BRIEF: Return every line from the records below in which the word "BigDecimal" is found.

= Beginning of Section =

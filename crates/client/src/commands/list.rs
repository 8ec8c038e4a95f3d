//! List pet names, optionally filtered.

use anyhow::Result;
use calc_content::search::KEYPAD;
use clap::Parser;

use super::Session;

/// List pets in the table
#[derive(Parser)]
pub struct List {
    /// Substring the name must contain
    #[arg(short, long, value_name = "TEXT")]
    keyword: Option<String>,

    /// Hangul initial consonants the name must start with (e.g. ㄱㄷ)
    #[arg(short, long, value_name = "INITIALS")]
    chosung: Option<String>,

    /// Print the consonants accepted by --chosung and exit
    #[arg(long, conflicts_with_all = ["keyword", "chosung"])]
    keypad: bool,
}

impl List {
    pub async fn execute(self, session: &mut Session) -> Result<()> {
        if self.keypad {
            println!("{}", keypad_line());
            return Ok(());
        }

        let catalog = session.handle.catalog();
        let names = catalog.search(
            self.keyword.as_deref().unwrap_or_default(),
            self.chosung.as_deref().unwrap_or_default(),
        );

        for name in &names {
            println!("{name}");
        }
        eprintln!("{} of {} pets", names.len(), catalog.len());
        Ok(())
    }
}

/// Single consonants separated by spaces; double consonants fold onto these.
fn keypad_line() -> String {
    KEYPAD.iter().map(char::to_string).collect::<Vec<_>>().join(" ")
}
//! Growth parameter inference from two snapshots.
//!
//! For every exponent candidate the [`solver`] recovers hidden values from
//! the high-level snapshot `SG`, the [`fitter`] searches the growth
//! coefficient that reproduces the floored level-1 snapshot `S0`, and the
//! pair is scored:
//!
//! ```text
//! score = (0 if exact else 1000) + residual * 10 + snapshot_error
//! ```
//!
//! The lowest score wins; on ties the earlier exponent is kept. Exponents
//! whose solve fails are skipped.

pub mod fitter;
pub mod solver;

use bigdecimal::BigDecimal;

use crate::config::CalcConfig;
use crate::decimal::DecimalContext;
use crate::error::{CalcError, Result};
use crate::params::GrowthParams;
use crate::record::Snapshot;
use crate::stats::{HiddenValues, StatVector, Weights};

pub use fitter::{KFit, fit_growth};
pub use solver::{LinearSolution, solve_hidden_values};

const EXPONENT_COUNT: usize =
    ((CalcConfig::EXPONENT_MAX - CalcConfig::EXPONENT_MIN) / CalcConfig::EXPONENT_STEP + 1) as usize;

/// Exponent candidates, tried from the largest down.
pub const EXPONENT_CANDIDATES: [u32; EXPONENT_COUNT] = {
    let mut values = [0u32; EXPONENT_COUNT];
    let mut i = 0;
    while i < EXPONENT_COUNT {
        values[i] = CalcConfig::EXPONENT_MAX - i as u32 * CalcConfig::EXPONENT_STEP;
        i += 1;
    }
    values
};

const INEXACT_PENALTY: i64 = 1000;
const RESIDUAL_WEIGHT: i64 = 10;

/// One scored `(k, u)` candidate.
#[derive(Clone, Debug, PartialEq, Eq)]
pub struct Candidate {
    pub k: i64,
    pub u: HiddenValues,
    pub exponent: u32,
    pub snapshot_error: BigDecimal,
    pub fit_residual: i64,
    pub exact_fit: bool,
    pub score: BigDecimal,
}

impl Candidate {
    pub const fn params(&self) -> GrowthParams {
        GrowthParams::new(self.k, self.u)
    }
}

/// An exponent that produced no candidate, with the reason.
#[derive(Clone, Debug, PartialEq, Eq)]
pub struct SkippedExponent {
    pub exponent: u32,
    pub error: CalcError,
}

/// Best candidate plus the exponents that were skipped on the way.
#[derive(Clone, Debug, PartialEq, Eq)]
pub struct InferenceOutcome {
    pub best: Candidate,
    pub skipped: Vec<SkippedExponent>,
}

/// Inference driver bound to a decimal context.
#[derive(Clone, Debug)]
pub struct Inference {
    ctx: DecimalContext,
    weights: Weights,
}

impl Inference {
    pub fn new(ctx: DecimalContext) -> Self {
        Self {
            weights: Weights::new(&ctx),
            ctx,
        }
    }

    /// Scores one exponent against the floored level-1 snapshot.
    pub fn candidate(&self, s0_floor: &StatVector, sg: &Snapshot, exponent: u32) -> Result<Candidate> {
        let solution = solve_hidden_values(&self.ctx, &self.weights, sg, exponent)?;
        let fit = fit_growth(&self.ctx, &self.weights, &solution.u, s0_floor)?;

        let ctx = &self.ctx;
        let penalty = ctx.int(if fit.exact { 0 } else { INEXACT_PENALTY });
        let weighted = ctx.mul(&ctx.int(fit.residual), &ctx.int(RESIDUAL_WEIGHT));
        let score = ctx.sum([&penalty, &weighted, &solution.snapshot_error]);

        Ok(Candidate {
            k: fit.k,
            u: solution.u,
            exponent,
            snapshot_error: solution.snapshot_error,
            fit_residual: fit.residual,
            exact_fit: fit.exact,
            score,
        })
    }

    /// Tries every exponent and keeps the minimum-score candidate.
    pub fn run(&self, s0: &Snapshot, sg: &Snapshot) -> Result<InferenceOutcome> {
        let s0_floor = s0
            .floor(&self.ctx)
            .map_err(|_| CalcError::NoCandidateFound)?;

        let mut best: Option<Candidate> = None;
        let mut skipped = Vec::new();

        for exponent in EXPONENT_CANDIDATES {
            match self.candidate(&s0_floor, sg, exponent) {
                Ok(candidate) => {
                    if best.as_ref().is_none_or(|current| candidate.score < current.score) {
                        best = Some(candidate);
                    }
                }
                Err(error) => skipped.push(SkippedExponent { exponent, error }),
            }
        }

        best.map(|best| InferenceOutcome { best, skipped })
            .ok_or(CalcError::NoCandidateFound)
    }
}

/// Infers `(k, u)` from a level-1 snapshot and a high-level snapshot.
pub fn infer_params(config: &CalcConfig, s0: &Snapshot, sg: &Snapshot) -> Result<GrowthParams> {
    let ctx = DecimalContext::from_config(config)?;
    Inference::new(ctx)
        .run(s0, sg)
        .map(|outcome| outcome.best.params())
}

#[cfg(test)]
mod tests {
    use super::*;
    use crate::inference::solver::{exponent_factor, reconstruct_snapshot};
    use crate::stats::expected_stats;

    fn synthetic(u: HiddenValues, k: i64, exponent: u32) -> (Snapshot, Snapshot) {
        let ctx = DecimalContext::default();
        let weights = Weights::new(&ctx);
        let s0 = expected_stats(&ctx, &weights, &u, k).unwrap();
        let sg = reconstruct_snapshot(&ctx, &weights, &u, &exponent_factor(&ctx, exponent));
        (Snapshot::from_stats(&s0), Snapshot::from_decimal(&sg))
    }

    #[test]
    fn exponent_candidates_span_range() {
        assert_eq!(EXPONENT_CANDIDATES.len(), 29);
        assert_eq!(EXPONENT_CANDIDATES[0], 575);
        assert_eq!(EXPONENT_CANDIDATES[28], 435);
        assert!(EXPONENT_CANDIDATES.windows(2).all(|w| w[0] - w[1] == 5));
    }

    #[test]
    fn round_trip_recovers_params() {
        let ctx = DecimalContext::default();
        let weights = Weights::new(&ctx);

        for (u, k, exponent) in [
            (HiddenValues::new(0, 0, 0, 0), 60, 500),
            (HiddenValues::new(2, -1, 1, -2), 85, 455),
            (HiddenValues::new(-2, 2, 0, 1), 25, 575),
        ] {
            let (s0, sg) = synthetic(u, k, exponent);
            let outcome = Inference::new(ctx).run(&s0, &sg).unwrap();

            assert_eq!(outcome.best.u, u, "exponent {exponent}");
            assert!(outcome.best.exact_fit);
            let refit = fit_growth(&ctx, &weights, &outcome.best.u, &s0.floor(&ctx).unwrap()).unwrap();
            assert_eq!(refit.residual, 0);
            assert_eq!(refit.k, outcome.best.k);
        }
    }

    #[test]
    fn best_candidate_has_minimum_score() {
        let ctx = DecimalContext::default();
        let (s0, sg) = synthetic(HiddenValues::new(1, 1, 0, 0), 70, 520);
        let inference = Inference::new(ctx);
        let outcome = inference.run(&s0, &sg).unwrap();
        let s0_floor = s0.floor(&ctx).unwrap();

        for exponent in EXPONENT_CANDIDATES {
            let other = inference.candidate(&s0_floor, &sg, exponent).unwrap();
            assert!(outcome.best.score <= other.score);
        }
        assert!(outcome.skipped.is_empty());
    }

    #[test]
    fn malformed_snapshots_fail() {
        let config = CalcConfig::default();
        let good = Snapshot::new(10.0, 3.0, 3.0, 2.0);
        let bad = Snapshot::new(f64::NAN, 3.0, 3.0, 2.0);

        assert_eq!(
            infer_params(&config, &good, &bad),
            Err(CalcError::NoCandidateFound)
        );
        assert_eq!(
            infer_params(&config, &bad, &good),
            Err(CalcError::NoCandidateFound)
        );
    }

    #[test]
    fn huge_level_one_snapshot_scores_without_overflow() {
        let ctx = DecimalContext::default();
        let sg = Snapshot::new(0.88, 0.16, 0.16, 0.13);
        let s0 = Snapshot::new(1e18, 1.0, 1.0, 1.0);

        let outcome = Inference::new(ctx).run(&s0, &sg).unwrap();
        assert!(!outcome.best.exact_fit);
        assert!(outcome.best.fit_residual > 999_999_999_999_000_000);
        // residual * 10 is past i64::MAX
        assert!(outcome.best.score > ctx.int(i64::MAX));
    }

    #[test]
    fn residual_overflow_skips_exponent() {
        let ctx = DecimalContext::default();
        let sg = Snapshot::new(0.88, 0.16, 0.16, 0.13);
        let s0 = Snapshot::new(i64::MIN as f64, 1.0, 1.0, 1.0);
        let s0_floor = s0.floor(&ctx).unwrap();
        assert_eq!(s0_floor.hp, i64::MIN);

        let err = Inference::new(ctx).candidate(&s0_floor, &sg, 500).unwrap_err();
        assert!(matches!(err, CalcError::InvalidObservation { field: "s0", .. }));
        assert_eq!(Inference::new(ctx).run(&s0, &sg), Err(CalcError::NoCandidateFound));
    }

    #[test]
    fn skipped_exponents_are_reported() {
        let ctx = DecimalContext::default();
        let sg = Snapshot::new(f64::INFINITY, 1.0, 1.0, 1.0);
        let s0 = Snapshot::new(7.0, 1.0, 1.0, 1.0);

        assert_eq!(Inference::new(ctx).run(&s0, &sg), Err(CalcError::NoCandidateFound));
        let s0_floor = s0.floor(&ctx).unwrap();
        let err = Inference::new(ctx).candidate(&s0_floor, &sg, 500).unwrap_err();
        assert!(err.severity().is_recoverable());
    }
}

= End of Section =

THE COMPLETED TASK:
use bigdecimal::BigDecimal;
    pub snapshot_error: BigDecimal,
    pub score: BigDecimal,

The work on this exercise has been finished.